Monday, May 23, 2011

Rock You Like A Herman Cain


The wife and I went to Herman Cain’s kickoff rally in Atlanta's Centennial Olympic Park on Saturday. Among my wife's many sensible traits is a predilection to be apolitical, but she’s a became a fan of Cain's thanks to his local radio show, and I've liked Cain since he pulverized a gobsmacked Bill Clinton in that now-famous 1994 "town hall meeting."

Cain was impressive onstage Saturday, and the sizable crowd (announced at 15,000, but my admittedly-amateur guess would place the number at about half that) was an interesting mix.

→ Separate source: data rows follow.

//! Map/Set and JSON integration tests

use otter_vm_object::array::create_array_from_list;
use otter_vm_object::json;
use otter_vm_object::map_data::{CollectionCursor, map_create, set_create};
use otter_vm_object::operations;
use otter_vm_object::{JsString, Property, PropertyKey, Value, VmContext, VmRuntime};

fn setup() -> VmContext {
    VmRuntime::new().create_context()
}

fn stringify(ctx: &mut VmContext, value: &Value) -> Option<String> {
    json::stringify(ctx, value, &Value::undefined(), &Value::undefined())
        .unwrap()
        .map(|s| s.to_std_string())
}

// ============================================================================
// Map / Set
// ============================================================================

#[test]
fn test_map_zero_keys_collapse() {
    let ctx = setup();
    let map = map_create(&ctx);
    let data = map.as_map().unwrap();
    data.set(Value::number(-0.0), Value::string("a"));
    data.set(Value::number(0.0), Value::string("b"));
    assert_eq!(data.size(), 1);

    let (key, value) = data.entries().remove(0);
    // the stored key is +0
    assert!(key.as_number().unwrap().is_sign_positive());
    assert_eq!(value, Value::string("b"));
}

#[test]
fn test_map_nan_and_object_keys() {
    let ctx = setup();
    let map = map_create(&ctx);
    let data = map.as_map().unwrap();
    data.set(Value::nan(), Value::int32(1));
    assert_eq!(data.get(&Value::number(f64::NAN)), Some(Value::int32(1)));

    let a = Value::object(ctx.new_object());
    let b = Value::object(ctx.new_object());
    data.set(a.clone(), Value::int32(2));
    assert!(data.has(&a));
    assert!(!data.has(&b));
    // strings compare by content
    data.set(Value::string("k"), Value::int32(3));
    assert_eq!(data.get(&Value::String(JsString::new("k"))), Some(Value::int32(3)));
}

#[test]
fn test_set_iteration_is_live() {
    let ctx = setup();
    let set = set_create(&ctx);
    let data = set.as_set().unwrap();
    for i in 0..3 {
        data.add(Value::int32(i));
    }

    let mut cursor = CollectionCursor::new();
    assert_eq!(cursor.next_value(data), Some(Value::int32(0)));
    data.delete(&Value::int32(1));
    data.add(Value::int32(3));
    let rest: Vec<Value> = std::iter::from_fn(|| cursor.next_value(data)).collect();
    assert_eq!(rest, vec![Value::int32(2), Value::int32(3)]);
    assert_eq!(cursor.next_value(data), None);
}

#[test]
fn test_size_getter_on_prototype() {
    let mut ctx = setup();
    let map = map_create(&ctx);
    map.as_map().unwrap().set(Value::int32(1), Value::int32(1));
    let size = operations::get(&mut ctx, &map, &"size".into()).unwrap();
    assert_eq!(size, Value::int32(1));

    // the getter rejects other receivers
    let plain = ctx.new_object();
    let proto = ctx.intrinsics().map_prototype.clone();
    let Some(Property::Accessor { get: Some(get), .. }) = proto.own_property(&"size".into()) else {
        panic!("size is not an accessor");
    };
    let err = ctx.call(&Value::object(get), &Value::object(plain), &[]).unwrap_err();
    assert!(err.is_type_error());
}

// ============================================================================
// JSON
// ============================================================================

#[test]
fn test_stringify_circular_is_type_error() {
    let mut ctx = setup();
    let obj = ctx.new_object();
    operations::create_data_property_or_throw(&mut ctx, &obj, &"self".into(), Value::object(obj.clone())).unwrap();
    let err = json::stringify(&mut ctx, &Value::object(obj), &Value::undefined(), &Value::undefined()).unwrap_err();
    assert!(err.is_type_error());
}

#[test]
fn test_stringify_repeated_non_cyclic_reference() {
    let mut ctx = setup();
    let shared = Value::object(ctx.new_object());
    let array = create_array_from_list(&ctx, &[shared.clone(), shared]);
    assert_eq!(stringify(&mut ctx, &Value::object(array)).as_deref(), Some("[{},{}]"));
}

#[test]
fn test_stringify_function_replacer() {
    let mut ctx = setup();
    let value = json::parse_str(&mut ctx, r#"{"a":1,"b":"x","c":[2]}"#).unwrap();
    let replacer = ctx.new_function("replacer", 2, |_, _, args| {
        Ok(match &args[1] {
            Value::Number(n) => Value::number(n * 10.0),
            Value::String(_) => Value::undefined(),
            other => other.clone(),
        })
    });
    let out = json::stringify(&mut ctx, &value, &Value::object(replacer), &Value::undefined())
        .unwrap()
        .unwrap()
        .to_std_string();
    assert_eq!(out, r#"{"a":10,"c":[20]}"#);
}

#[test]
fn test_stringify_string_gap_truncated() {
    let mut ctx = setup();
    let value = json::parse_str(&mut ctx, "[1]").unwrap();
    let out = json::stringify(&mut ctx, &value, &Value::undefined(), &Value::string("abcdefghijkl"))
        .unwrap()
        .unwrap()
        .to_std_string();
    assert_eq!(out, "[\nabcdefghij1\n]");
}

#[test]
fn test_stringify_wrapper_objects_unwrap() {
    let mut ctx = setup();
    let number = otter_vm_object::conversion::to_object(&mut ctx, &Value::int32(3)).unwrap();
    let string = otter_vm_object::conversion::to_object(&mut ctx, &Value::string("s")).unwrap();
    let boolean = otter_vm_object::conversion::to_object(&mut ctx, &Value::boolean(false)).unwrap();
    let array = create_array_from_list(
        &ctx,
        &[Value::object(number), Value::object(string), Value::object(boolean)],
    );
    assert_eq!(stringify(&mut ctx, &Value::object(array)).as_deref(), Some(r#"[3,"s",false]"#));
}

#[test]
fn test_parse_syntax_error_reports_position() {
    let mut ctx = setup();
    let err = json::parse_str(&mut ctx, "[1, x]").unwrap_err();
    assert!(err.is_syntax_error());
    assert!(err.to_string().contains("position 4"), "{err}");
}

#[test]
fn test_parse_unicode_escapes() {
    let mut ctx = setup();
    let value = json::parse_str(&mut ctx, r#""A😀\ud800""#).unwrap();
    let units = value.as_string().unwrap().as_utf16().to_vec();
    assert_eq!(units, vec![0x41, 0xD83D, 0xDE00, 0xD800]);
}

#[test]
fn test_parse_then_stringify_preserves_order() {
    let mut ctx = setup();
    let text = r#"{"z":1,"10":2,"a":[true,null],"2":"s"}"#;
    let value = json::parse_str(&mut ctx, text).unwrap();
    // integer keys enumerate first, ascending
    assert_eq!(
        stringify(&mut ctx, &value).as_deref(),
        Some(r#"{"2":"s","10":2,"z":1,"a":[true,null]}"#)
    );
}

#[test]
fn test_parse_deep_nesting_is_bounded() {
    let runtime = VmRuntime::with_config(otter_vm_object::RuntimeConfig {
        max_stack_depth: 32,
        ..Default::default()
    });
    let mut ctx = runtime.create_context();
    let text = format!("{}{}", "[".repeat(100), "]".repeat(100));
    let err = json::parse_str(&mut ctx, &text).unwrap_err();
    assert!(matches!(err, otter_vm_object::VmError::StackOverflow));

    let shallow = json::parse_str(&mut ctx, "[[[]]]").unwrap();
    let inner = operations::get(&mut ctx, shallow.as_object().unwrap(), &PropertyKey::index(0)).unwrap();
    assert!(operations::is_array(&inner).unwrap());
}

Lots of Tea Party and Fair Tax types, as you’d imagine, but noticeably more black folks than you normally see at Republican events around here. If you made me put a label on the common denominator, I would choose 'emphatically middle class.'

Most of the local media were there in force, including staffers from the station that carried Cain’s radio show, who arrived complete with “Here I Am—Rock You Like A Herman Cain” t-shirts (surely the best independently-offered candidate slogan since “Fred Thompson: Because The Russians Don’t Take A Dump Without A Plan”).


Cain's candidacy has plenty of drawbacks: no money, no experience in government (although many, including Cain himself, view that as a feature), no foreign policy background, considered “fringe” by even heart-in-the-right-place establishment types like Hugh Hewitt, but I have to say, the moment of the announcement itself was surprisingly moving.

Even though I like the guy, and voted for him in the 2002 senate primary, I was still surprised to find myself getting choked up at that point. Where else in the world would the son of a chauffeur and a maid rise to the top of the business world and then push himself, basically by sheer force of personality, into position to have even a marginal shot at the Presidency? Add to that Cain being a black man from the South running as a Republican, and the sheer unlikely-ness of it is at once breathtaking and quite heartening.

It's hard to imagine Cain returning to Centennial Park eighteen-odd months from now to greet a much-larger crowd from a more-elaborate stage, but stranger things have certainly happened. I don’t know how well Cain do from here on out, or even whether his candidacy is a good idea, but a half-hour after noon last Saturday was still a very fine moment.